Task directions: Reproduce the opening lines of the records exactly, please, stopping after the line that contains "Self::Jid(jid)".

== Segment start ==

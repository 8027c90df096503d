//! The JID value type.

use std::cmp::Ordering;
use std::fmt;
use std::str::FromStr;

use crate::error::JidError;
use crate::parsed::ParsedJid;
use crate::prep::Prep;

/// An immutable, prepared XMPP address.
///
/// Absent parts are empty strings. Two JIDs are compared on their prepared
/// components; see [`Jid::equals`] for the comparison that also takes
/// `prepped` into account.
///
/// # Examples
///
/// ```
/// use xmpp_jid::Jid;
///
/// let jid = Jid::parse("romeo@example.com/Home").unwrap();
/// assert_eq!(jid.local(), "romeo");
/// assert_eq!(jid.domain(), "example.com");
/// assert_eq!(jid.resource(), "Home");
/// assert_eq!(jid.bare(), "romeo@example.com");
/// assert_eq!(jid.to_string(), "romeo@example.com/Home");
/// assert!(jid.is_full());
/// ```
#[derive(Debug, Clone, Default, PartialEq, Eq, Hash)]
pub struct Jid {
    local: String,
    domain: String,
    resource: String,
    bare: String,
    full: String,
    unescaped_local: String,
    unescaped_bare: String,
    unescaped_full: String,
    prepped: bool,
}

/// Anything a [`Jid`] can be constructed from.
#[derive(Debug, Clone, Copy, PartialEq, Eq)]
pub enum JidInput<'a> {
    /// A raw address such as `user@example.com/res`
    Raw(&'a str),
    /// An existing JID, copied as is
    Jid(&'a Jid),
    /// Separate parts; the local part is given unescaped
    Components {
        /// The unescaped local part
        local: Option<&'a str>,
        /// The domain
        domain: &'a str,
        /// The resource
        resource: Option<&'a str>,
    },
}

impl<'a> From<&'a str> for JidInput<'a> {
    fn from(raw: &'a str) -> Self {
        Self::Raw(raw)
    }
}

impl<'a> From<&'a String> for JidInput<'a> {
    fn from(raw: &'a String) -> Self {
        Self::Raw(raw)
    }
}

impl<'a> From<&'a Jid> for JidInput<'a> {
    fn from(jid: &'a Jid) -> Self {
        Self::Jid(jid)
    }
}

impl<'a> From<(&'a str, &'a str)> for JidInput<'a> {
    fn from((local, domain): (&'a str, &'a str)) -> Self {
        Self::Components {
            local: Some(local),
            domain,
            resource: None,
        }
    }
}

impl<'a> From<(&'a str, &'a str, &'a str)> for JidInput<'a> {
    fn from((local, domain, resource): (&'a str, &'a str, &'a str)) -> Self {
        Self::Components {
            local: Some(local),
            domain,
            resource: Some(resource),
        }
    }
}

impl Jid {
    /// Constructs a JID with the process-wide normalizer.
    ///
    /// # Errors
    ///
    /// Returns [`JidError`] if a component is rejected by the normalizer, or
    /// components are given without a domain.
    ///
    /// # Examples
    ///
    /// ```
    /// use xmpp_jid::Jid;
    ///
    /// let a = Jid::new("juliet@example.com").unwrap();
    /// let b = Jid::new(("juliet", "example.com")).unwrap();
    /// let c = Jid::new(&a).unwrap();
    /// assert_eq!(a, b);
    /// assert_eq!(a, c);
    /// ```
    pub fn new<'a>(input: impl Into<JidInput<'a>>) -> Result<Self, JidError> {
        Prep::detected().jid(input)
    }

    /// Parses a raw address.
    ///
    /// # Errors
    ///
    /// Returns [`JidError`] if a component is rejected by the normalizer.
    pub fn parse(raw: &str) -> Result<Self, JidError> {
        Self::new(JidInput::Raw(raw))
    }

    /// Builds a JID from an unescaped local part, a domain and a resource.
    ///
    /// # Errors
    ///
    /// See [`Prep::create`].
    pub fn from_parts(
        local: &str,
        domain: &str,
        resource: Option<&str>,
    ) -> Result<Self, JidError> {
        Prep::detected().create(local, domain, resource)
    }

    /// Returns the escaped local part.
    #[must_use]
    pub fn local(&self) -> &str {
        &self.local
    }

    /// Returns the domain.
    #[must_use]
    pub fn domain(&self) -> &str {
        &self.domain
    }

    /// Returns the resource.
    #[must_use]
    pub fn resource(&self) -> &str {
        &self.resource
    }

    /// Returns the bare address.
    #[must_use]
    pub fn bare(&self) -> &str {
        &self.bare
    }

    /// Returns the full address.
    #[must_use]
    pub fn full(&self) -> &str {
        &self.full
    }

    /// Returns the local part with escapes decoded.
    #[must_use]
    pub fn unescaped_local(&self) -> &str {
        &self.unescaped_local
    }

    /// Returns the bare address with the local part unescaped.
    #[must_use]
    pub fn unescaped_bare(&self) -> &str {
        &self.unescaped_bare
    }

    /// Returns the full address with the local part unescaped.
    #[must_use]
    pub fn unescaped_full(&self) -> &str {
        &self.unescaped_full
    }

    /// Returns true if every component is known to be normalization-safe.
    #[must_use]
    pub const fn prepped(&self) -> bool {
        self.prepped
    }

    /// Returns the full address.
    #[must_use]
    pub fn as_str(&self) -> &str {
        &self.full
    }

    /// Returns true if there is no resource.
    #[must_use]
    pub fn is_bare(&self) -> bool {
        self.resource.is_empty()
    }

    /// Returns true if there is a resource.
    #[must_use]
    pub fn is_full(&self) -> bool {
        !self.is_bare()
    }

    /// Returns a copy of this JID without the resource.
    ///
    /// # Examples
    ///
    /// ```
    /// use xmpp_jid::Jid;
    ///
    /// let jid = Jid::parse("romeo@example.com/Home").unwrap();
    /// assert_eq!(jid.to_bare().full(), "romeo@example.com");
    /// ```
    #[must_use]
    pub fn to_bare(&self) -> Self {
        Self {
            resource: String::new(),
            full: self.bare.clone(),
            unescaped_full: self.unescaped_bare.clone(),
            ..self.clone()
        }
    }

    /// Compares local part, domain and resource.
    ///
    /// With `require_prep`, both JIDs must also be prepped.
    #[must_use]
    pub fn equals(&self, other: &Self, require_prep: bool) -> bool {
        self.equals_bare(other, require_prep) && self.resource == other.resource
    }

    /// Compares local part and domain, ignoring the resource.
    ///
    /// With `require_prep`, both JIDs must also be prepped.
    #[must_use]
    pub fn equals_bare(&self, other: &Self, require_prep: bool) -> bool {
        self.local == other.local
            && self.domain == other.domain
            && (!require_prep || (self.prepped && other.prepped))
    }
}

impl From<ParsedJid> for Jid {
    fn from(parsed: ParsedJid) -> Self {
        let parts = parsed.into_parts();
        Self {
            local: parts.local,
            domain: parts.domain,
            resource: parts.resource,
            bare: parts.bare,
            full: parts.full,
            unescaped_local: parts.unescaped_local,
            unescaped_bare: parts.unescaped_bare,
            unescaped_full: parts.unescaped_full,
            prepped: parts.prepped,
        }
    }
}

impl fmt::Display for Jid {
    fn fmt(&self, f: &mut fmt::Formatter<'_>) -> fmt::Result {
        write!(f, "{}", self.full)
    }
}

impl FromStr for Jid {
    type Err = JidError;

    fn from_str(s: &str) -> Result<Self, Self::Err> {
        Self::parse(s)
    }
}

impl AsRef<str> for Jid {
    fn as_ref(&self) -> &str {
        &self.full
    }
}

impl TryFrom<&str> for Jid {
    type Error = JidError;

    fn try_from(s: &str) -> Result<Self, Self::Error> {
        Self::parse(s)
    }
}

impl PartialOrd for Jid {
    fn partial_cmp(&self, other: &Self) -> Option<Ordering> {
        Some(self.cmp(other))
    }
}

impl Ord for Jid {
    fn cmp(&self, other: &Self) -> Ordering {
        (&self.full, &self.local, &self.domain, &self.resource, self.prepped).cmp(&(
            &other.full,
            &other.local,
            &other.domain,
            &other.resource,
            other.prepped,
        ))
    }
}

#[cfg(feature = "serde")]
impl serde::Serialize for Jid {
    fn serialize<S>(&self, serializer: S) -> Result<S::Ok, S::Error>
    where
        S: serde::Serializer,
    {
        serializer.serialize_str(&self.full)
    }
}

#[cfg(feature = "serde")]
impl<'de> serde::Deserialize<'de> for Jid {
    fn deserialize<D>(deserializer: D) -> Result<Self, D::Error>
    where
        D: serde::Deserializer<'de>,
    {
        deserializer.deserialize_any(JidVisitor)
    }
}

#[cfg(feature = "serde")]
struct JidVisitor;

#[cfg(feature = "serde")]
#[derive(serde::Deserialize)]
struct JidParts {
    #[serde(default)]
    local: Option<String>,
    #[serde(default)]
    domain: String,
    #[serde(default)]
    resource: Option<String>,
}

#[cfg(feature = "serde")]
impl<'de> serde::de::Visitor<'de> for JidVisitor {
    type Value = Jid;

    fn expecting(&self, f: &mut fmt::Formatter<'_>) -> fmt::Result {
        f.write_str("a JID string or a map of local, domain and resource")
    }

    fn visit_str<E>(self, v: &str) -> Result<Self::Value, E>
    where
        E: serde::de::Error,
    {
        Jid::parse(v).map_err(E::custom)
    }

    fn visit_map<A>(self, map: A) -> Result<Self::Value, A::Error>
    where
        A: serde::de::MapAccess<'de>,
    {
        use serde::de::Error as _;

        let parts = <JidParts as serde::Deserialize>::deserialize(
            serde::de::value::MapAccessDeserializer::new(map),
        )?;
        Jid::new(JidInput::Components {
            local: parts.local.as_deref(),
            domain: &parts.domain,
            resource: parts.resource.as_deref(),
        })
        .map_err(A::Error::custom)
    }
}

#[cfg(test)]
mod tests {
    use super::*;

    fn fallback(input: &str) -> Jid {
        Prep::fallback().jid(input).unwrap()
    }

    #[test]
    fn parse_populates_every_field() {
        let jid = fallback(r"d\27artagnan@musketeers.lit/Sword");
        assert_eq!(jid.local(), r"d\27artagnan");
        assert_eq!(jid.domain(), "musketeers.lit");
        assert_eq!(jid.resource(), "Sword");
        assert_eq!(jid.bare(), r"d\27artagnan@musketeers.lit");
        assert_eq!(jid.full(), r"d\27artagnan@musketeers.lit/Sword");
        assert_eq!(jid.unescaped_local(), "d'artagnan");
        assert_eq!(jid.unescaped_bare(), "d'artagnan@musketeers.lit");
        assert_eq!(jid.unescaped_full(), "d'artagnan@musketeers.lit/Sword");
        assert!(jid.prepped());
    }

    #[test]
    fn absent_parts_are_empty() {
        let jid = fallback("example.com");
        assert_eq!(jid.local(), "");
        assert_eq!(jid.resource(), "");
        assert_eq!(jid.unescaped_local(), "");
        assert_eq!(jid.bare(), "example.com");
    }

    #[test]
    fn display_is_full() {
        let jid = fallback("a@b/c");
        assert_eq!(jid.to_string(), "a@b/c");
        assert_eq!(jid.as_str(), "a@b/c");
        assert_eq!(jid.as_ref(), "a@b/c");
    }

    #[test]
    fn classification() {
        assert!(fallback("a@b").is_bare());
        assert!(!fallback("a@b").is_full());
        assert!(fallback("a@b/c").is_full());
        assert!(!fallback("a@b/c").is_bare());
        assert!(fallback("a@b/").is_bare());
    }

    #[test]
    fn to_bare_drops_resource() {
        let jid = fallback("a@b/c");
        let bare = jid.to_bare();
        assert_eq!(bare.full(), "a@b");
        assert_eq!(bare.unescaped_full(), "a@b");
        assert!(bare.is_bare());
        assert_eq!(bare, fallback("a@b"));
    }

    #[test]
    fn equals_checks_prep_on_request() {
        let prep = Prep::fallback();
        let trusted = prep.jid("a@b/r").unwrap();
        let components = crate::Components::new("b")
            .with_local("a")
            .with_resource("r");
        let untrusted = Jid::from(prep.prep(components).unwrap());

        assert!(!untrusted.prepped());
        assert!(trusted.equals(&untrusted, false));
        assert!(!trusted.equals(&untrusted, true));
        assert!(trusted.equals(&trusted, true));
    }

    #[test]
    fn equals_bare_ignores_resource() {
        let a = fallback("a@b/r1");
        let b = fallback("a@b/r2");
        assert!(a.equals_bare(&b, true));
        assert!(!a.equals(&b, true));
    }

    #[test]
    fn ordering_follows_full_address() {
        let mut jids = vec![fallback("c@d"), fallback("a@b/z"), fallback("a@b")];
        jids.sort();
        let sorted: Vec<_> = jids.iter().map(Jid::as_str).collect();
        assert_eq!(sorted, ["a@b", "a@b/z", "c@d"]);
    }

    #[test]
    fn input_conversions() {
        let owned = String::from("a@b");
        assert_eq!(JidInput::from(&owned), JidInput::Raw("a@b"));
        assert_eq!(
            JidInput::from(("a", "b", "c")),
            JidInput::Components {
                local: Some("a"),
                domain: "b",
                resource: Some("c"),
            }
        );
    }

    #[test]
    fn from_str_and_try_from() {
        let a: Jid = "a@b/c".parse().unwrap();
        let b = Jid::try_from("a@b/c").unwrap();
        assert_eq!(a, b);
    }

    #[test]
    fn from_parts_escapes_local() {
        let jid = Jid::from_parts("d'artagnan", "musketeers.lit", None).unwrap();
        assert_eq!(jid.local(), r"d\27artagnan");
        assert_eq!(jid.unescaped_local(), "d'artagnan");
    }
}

== Segment end ==

Your response:
repository 8027c90df096503d
//! The JID value type.

use std::cmp::Ordering;
use std::fmt;
use std::str::FromStr;

use crate::error::JidError;
use crate::parsed::ParsedJid;
use crate::prep::Prep;

/// An immutable, prepared XMPP address.
///
/// Absent parts are empty strings. Two JIDs are compared on their prepared
/// components; see [`Jid::equals`] for the comparison that also takes
/// `prepped` into account.
///
/// # Examples
///
/// ```
/// use xmpp_jid::Jid;
///
/// let jid = Jid::parse("romeo@example.com/Home").unwrap();
/// assert_eq!(jid.local(), "romeo");
/// assert_eq!(jid.domain(), "example.com");
/// assert_eq!(jid.resource(), "Home");
/// assert_eq!(jid.bare(), "romeo@example.com");
/// assert_eq!(jid.to_string(), "romeo@example.com/Home");
/// assert!(jid.is_full());
/// ```
#[derive(Debug, Clone, Default, PartialEq, Eq, Hash)]
pub struct Jid {
    local: String,
    domain: String,
    resource: String,
    bare: String,
    full: String,
    unescaped_local: String,
    unescaped_bare: String,
    unescaped_full: String,
    prepped: bool,
}

/// Anything a [`Jid`] can be constructed from.
#[derive(Debug, Clone, Copy, PartialEq, Eq)]
pub enum JidInput<'a> {
    /// A raw address such as `user@example.com/res`
    Raw(&'a str),
    /// An existing JID, copied as is
    Jid(&'a Jid),
    /// Separate parts; the local part is given unescaped
    Components {
        /// The unescaped local part
        local: Option<&'a str>,
        /// The domain
        domain: &'a str,
        /// The resource
        resource: Option<&'a str>,
    },
}

impl<'a> From<&'a str> for JidInput<'a> {
    fn from(raw: &'a str) -> Self {
        Self::Raw(raw)
    }
}

impl<'a> From<&'a String> for JidInput<'a> {
    fn from(raw: &'a String) -> Self {
        Self::Raw(raw)
    }
}

impl<'a> From<&'a Jid> for JidInput<'a> {
    fn from(jid: &'a Jid) -> Self {
        Self::Jid(jid)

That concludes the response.